DATA >>
....

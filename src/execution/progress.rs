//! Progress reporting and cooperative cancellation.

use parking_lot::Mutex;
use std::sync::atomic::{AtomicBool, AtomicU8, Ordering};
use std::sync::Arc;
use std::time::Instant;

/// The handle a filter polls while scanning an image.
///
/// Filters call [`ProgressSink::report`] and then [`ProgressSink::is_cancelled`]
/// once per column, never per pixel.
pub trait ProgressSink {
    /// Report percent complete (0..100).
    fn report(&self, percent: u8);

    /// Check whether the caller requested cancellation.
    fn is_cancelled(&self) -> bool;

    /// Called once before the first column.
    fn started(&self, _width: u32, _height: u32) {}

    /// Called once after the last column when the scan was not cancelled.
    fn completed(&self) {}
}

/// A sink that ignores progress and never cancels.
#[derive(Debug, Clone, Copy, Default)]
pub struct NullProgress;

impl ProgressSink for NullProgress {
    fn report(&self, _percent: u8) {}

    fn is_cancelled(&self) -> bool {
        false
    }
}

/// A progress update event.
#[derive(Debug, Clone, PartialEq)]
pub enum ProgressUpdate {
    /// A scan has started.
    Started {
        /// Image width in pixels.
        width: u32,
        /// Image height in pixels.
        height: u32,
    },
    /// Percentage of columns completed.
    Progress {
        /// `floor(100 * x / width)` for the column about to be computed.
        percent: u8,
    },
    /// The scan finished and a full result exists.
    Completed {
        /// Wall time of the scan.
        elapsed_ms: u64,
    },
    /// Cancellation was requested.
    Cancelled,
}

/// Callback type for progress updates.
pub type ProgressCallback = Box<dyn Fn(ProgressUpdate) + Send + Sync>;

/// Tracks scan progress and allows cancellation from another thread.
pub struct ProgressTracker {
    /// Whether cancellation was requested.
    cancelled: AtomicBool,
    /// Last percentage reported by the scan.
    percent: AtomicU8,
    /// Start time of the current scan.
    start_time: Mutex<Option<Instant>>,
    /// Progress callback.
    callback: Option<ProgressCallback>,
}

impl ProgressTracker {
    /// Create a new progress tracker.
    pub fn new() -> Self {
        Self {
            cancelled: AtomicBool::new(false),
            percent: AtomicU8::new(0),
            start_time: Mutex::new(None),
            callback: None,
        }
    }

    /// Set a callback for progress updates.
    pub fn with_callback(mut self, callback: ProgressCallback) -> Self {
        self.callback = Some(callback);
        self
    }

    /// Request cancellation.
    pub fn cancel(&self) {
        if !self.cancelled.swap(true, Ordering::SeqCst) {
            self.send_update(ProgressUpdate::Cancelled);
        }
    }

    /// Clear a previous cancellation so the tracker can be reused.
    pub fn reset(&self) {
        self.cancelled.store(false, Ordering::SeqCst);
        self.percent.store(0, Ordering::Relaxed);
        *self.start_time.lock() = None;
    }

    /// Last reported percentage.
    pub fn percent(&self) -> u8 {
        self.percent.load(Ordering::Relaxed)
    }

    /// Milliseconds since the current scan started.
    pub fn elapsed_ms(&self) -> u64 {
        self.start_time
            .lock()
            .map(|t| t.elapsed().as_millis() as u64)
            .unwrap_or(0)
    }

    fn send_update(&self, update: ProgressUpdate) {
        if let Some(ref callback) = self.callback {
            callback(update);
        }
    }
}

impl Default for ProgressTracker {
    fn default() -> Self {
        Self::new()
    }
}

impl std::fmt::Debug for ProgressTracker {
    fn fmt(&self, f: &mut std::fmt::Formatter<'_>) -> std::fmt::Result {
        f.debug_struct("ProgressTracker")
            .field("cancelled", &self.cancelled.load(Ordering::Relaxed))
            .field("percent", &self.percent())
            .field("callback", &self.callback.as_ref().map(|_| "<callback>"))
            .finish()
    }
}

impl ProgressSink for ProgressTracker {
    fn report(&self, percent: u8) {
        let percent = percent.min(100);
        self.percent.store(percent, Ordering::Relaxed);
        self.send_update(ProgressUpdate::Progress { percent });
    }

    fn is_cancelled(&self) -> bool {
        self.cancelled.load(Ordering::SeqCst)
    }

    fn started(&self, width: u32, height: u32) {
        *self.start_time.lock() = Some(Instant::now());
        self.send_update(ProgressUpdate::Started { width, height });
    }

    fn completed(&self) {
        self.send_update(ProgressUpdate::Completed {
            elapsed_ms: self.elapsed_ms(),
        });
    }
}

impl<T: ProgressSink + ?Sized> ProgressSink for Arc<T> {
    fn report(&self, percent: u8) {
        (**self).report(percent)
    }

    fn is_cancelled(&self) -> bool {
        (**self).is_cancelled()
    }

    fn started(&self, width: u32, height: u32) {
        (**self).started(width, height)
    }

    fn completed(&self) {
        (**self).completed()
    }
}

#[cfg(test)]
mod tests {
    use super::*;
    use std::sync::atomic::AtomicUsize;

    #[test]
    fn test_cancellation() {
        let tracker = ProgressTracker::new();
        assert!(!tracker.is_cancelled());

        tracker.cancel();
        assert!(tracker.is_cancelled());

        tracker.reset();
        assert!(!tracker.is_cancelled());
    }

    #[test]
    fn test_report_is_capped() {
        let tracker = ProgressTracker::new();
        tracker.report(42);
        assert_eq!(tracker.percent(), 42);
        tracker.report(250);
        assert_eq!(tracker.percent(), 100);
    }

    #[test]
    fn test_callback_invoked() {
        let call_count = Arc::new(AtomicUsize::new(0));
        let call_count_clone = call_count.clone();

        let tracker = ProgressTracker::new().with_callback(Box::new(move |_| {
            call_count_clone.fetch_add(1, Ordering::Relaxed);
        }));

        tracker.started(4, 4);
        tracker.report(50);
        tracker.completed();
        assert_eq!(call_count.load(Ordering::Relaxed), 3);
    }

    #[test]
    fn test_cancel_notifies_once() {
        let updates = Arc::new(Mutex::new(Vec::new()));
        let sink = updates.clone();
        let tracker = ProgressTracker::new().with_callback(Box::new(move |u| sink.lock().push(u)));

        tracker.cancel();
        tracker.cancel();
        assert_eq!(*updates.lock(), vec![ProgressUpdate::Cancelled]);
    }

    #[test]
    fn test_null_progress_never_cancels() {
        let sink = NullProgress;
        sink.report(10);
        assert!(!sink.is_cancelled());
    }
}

....

REQUIREMENT >>
Every line of the data above belongs in the answer, unchanged.

WRITTEN RESPONSE >>
filename src/execution/progress.rs
//! Progress reporting and cooperative cancellation.

use parking_lot::Mutex;
use std::sync::atomic::{AtomicBool, AtomicU8, Ordering};
use std::sync::Arc;
use std::time::Instant;

/// The handle a filter polls while scanning an image.
///
/// Filters call [`ProgressSink::report`] and then [`ProgressSink::is_cancelled`]
/// once per column, never per pixel.
pub trait ProgressSink {
    /// Report percent complete (0..100).
    fn report(&self, percent: u8);

    /// Check whether the caller requested cancellation.
    fn is_cancelled(&self) -> bool;

    /// Called once before the first column.
    fn started(&self, _width: u32, _height: u32) {}

    /// Called once after the last column when the scan was not cancelled.
    fn completed(&self) {}
}

/// A sink that ignores progress and never cancels.
#[derive(Debug, Clone, Copy, Default)]
pub struct NullProgress;

impl ProgressSink for NullProgress {
    fn report(&self, _percent: u8) {}

    fn is_cancelled(&self) -> bool {
        false
    }
}

/// A progress update event.
#[derive(Debug, Clone, PartialEq)]
pub enum ProgressUpdate {
    /// A scan has started.
    Started {
        /// Image width in pixels.
        width: u32,
        /// Image height in pixels.
        height: u32,
    },
    /// Percentage of columns completed.
    Progress {
        /// `floor(100 * x / width)` for the column about to be computed.
        percent: u8,
    },
    /// The scan finished and a full result exists.
    Completed {
        /// Wall time of the scan.
        elapsed_ms: u64,
    },
    /// Cancellation was requested.
    Cancelled,
}

/// Callback type for progress updates.
pub type ProgressCallback = Box<dyn Fn(ProgressUpdate) + Send + Sync>;

/// Tracks scan progress and allows cancellation from another thread.
pub struct ProgressTracker {
    /// Whether cancellation was requested.
    cancelled: AtomicBool,
    /// Last percentage reported by the scan.
    percent: AtomicU8,
    /// Start time of the current scan.
    start_time: Mutex<Option<Instant>>,
    /// Progress callback.
    callback: Option<ProgressCallback>,
}

impl ProgressTracker {
    /// Create a new progress tracker.
    pub fn new() -> Self {
        Self {
            cancelled: AtomicBool::new(false),
            percent: AtomicU8::new(0),
            start_time: Mutex::new(None),
            callback: None,
        }
    }

    /// Set a callback for progress updates.
    pub fn with_callback(mut self, callback: ProgressCallback) -> Self {
        self.callback = Some(callback);
        self
    }

    /// Request cancellation.
    pub fn cancel(&self) {
        if !self.cancelled.swap(true, Ordering::SeqCst) {
            self.send_update(ProgressUpdate::Cancelled);
        }
    }

    /// Clear a previous cancellation so the tracker can be reused.
    pub fn reset(&self) {
        self.cancelled.store(false, Ordering::SeqCst);
        self.percent.store(0, Ordering::Relaxed);
        *self.start_time.lock() = None;
    }

    /// Last reported percentage.
    pub fn percent(&self) -> u8 {
        self.percent.load(Ordering::Relaxed)
    }

    /// Milliseconds since the current scan started.
    pub fn elapsed_ms(&self) -> u64 {
        self.start_time
            .lock()
            .map(|t| t.elapsed().as_millis() as u64)
            .unwrap_or(0)
    }

    fn send_update(&self, update: ProgressUpdate) {
        if let Some(ref callback) = self.callback {
            callback(update);
        }
    }
}

impl Default for ProgressTracker {
    fn default() -> Self {
        Self::new()
    }
}

impl std::fmt::Debug for ProgressTracker {
    fn fmt(&self, f: &mut std::fmt::Formatter<'_>) -> std::fmt::Result {
        f.debug_struct("ProgressTracker")
            .field("cancelled", &self.cancelled.load(Ordering::Relaxed))
            .field("percent", &self.percent())
            .field("callback", &self.callback.as_ref().map(|_| "<callback>"))
            .finish()
    }
}

impl ProgressSink for ProgressTracker {
    fn report(&self, percent: u8) {
        let percent = percent.min(100);
        self.percent.store(percent, Ordering::Relaxed);
        self.send_update(ProgressUpdate::Progress { percent });
    }

    fn is_cancelled(&self) -> bool {
        self.cancelled.load(Ordering::SeqCst)
    }

    fn started(&self, width: u32, height: u32) {
        *self.start_time.lock() = Some(Instant::now());
        self.send_update(ProgressUpdate::Started { width, height });
    }

    fn completed(&self) {
        self.send_update(ProgressUpdate::Completed {
            elapsed_ms: self.elapsed_ms(),
        });
    }
}

impl<T: ProgressSink + ?Sized> ProgressSink for Arc<T> {
    fn report(&self, percent: u8) {
        (**self).report(percent)
    }

    fn is_cancelled(&self) -> bool {
        (**self).is_cancelled()
    }

    fn started(&self, width: u32, height: u32) {
        (**self).started(width, height)
    }

    fn completed(&self) {
        (**self).completed()
    }
}

#[cfg(test)]
mod tests {
    use super::*;
    use std::sync::atomic::AtomicUsize;

    #[test]
    fn test_cancellation() {
        let tracker = ProgressTracker::new();
        assert!(!tracker.is_cancelled());

        tracker.cancel();
        assert!(tracker.is_cancelled());

        tracker.reset();
        assert!(!tracker.is_cancelled());
    }

    #[test]
    fn test_report_is_capped() {
        let tracker = ProgressTracker::new();
        tracker.report(42);
        assert_eq!(tracker.percent(), 42);
        tracker.report(250);
        assert_eq!(tracker.percent(), 100);
    }

    #[test]
    fn test_callback_invoked() {
        let call_count = Arc::new(AtomicUsize::new(0));
        let call_count_clone = call_count.clone();

        let tracker = ProgressTracker::new().with_callback(Box::new(move |_| {
            call_count_clone.fetch_add(1, Ordering::Relaxed);
        }));

        tracker.started(4, 4);
        tracker.report(50);
        tracker.completed();
        assert_eq!(call_count.load(Ordering::Relaxed), 3);
    }

    #[test]
    fn test_cancel_notifies_once() {
        let updates = Arc::new(Mutex::new(Vec::new()));
        let sink = updates.clone();
        let tracker = ProgressTracker::new().with_callback(Box::new(move |u| sink.lock().push(u)));

        tracker.cancel();
        tracker.cancel();
        assert_eq!(*updates.lock(), vec![ProgressUpdate::Cancelled]);
    }

    #[test]
    fn test_null_progress_never_cancels() {
        let sink = NullProgress;
        sink.report(10);
        assert!(!sink.is_cancelled());
    }
}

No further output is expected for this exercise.